What changed in the 1960s in America is the collapse of this framework, the erosion of belief in this external order. For the first time many people, especially young people, began to find the external rules arbitrary, senseless, and oppressive. The counterculture did not reject morality; it was passionately concerned with morality. But it substituted Rousseau's conception of the inner compass for the old rules of obligation. Getting in touch
with one's feelings and being true to oneself were now more important than conforming to the preexisting moral consensus of society. By embracing the new morality, the children of the 1960s became incomprehensible to their parents. And as this new generation inherited the reins of power, its ethos entered the mainstream. As a consequence of this change, America became a different country.
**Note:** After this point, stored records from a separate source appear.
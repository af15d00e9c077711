// src/config.rs

use std::fmt::Write;

use chrono::format::{Item, StrftimeItems};
use chrono::{DateTime, Utc};

use crate::errors::{RenderError, RenderResult};

#[derive(Debug, Clone)]
pub struct RenderConfig {
    /// Template the static site generator uses for a single law page.
    pub page_template: String,
    /// Template for the three category index pages.
    pub category_template: String,
    /// Written to `zusammenfassung` when no summary could be selected.
    pub summary_fallback: String,
    /// More distinct initiators than this appends ", ..." after the
    /// joined list. The list itself is never cut.
    pub initiator_ellipsis_after: usize,
    /// chrono format string for every rendered date.
    pub date_format: String,
}

impl Default for RenderConfig {
    fn default() -> Self {
        Self {
            page_template: "gesetzpage.html".to_string(),
            category_template: "categorypage.html".to_string(),
            summary_fallback: "Keine Zusammenfassung verfügbar.".to_string(),
            initiator_ellipsis_after: 5,
            date_format: "%Y-%m-%d".to_string(),
        }
    }
}

impl RenderConfig {
    /// Formats `dt` with `date_format`. An unknown specifier is an error
    /// instead of a panic inside `Display`.
    pub fn format_date(&self, dt: &DateTime<Utc>) -> RenderResult<String> {
        let invalid = || RenderError::DateFormat(self.date_format.clone());

        let items = StrftimeItems::new(&self.date_format);
        if items.clone().any(|item| matches!(item, Item::Error)) {
            return Err(invalid());
        }

        let mut out = String::new();
        write!(out, "{}", dt.format_with_items(items)).map_err(|_| invalid())?;
        Ok(out)
    }
}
The magnitude of the change is evident when we consider the philosophical presuppositions of the “old morality” and the “new morality.” The old morality was based on the premise that human nature is flawed. Since human beings are inclined to do bad things, consulting the inner self becomes a very misguided thing to do. The self is the enemy; the self is under the sway of the passions; the self must be overcome. The wayward passions must be ruled by the mind or brought to submission by the will. Through reason or revelation, human beings acquire knowledge of the external order. Conformity to that order is the measure of how good a person you are. And the institutions of society should be devised in such a way as to steer flawed or sinful human beings away from temptation and to keep them on the straight path.
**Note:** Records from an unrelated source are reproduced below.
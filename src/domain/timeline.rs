// src/domain/timeline.rs

use crate::models::Station;

/// Orders stations sharing a timestamp by legislative phase.
pub fn phase_bucket(typ: &str) -> u8 {
    if typ.starts_with("prep") {
        0
    } else if typ.starts_with("parl") {
        1
    } else {
        2
    }
}

/// Stations by `(zp_start, phase)`. The sort is stable, so equal keys
/// keep their input order.
pub fn sorted_stations(stationen: &[Station]) -> Vec<&Station> {
    let mut sorted: Vec<&Station> = stationen.iter().collect();
    sorted.sort_by_key(|s| (s.zp_start, phase_bucket(&s.typ)));
    sorted
}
Rousseau turns this paradigm upside down. For him, human nature is basically good. It is society that corrupts man. The means of this corruption is reason, which is deployed to enable one man to advance above another, to accumulate more than the other, to appear good in the eyes of everybody. Since reason has become an instrument of sordid calculation, it is the enemy of morality and truth. In order to discover what is good and true, we must set aside reason and be in touch with our feelings. This is the romantic element in Rousseau. According to him, feelings never
lie because they speak with the voice of nature itself. By listening to that inner voice, and following it, we can rise above the corruptions and compromises that society seeks from us, and we can recover our natural goodness.
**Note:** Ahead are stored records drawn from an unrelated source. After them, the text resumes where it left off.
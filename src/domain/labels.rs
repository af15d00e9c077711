// src/domain/labels.rs

/// Display label for a station code, if the code is known.
pub fn station_label(code: &str) -> Option<&'static str> {
    let label = match code {
        "preparl-regent" => "Referentenentwurf",
        "preparl-eckpup" => "Eckpunktepapier",
        "preparl-regbsl" => "Kabinettsbeschluss",
        "preparl-vbegde" => "Volksbegehren/Diskussionsentwurf",
        "parl-initiativ" => "Parlamentarische Initiative",
        "parl-ausschber" => "Ausschussberatung",
        "parl-vollvlsgn" => "Lesung",
        "parl-akzeptanz" => "Akzeptiert",
        "parl-ablehnung" => "Abgelehnt",
        "parl-ggentwurf" => "Gegenentwurf des Parlaments",
        "postparl-vesja" => "Volksentscheid (Ja)",
        "postparl-vesne" => "Volksentscheid (Nein)",
        "postparl-gsblt" => "Veröffentlicht",
        "postparl-kraft" => "In Kraft",
        "sonstig" => "Sonstiges",
        _ => return None,
    };
    Some(label)
}

/// Station label falling back to the raw code.
///
/// This is the general lookup for callers showing a station code; only
/// timeline headings use the "Unbekannte Station" fallback instead.
pub fn station_label_or_code(code: &str) -> &str {
    station_label(code).unwrap_or(code)
}

/// Station label used for timeline headings.
pub fn station_heading(code: &str) -> &'static str {
    station_label(code).unwrap_or("Unbekannte Station")
}

pub fn gesetzestyp_label(code: &str) -> Option<&'static str> {
    let label = match code {
        "gg-einspruch" => "Einspruchsgesetz",
        "gg-zustimmung" => "Zustimmungsgesetz",
        "gg-land-parl" => "Parlamentsgesetz",
        "gg-land-volk" => "Volksgesetzgebung",
        "sonstig" => "Sonstiges",
        _ => return None,
    };
    Some(label)
}

/// Law-type label falling back to the raw code.
pub fn gesetzestyp_label_or_code(code: &str) -> &str {
    gesetzestyp_label(code).unwrap_or(code)
}

pub fn dokument_typ_label(code: &str) -> Option<&'static str> {
    let label = match code {
        "preparl-entwurf" => "Vorparlamentarischer Entwurf",
        "entwurf" => "Gesetzesentwurf",
        "beschlussempf" => "Beschlussempfehlung",
        "stellungnahme" => "Stellungnahme",
        "plenar-protokoll" => "Plenarprotokoll",
        "plenar-tops" => "Plenarsitzung TOPs",
        "as-tops" => "Ausschusssitzung TOPs",
        "as-tops-aend" => "Ausschusssitzung TOPs (Änderung)",
        "as-tops-ergz" => "Ausschusssitzung TOPs (Ergänzung)",
        "sonstig" => "Sonstiges",
        _ => return None,
    };
    Some(label)
}

/// Unknown document kinds always read "Sonstiges", never the raw code.
pub fn dokument_typ_label_or_sonstiges(code: &str) -> &'static str {
    dokument_typ_label(code).unwrap_or("Sonstiges")
}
The triumph of Rousseau's worldview gives rise to a new set of problems that could not have arisen under the old order. In earlier eras people didn't have “identity crises” because their moral identity was supplied by the ethical framework that they all took for granted. This ethical framework might emphasize different virtues in different times or places—thus one society emphasizes the warrior ethic, another the ascetic life, a third the life of production and the family. The challenge that people faced was one of living up to the moral order. The Spartan soldier might have wondered whether he was courageous enough not to retreat in the face of certain death. The medieval Christian monk might have doubted his ability to live by the Benedictine Rule. Undoubtedly there were members of the “greatest generation” who struggled to conform to the demands imposed on them by the regnant code: to remain faithful to their wives, go to church on Sunday, show up for battle when drafted, and so on. But in each case some external framework remained in place and provided an unquestioned standard by which human action was judged.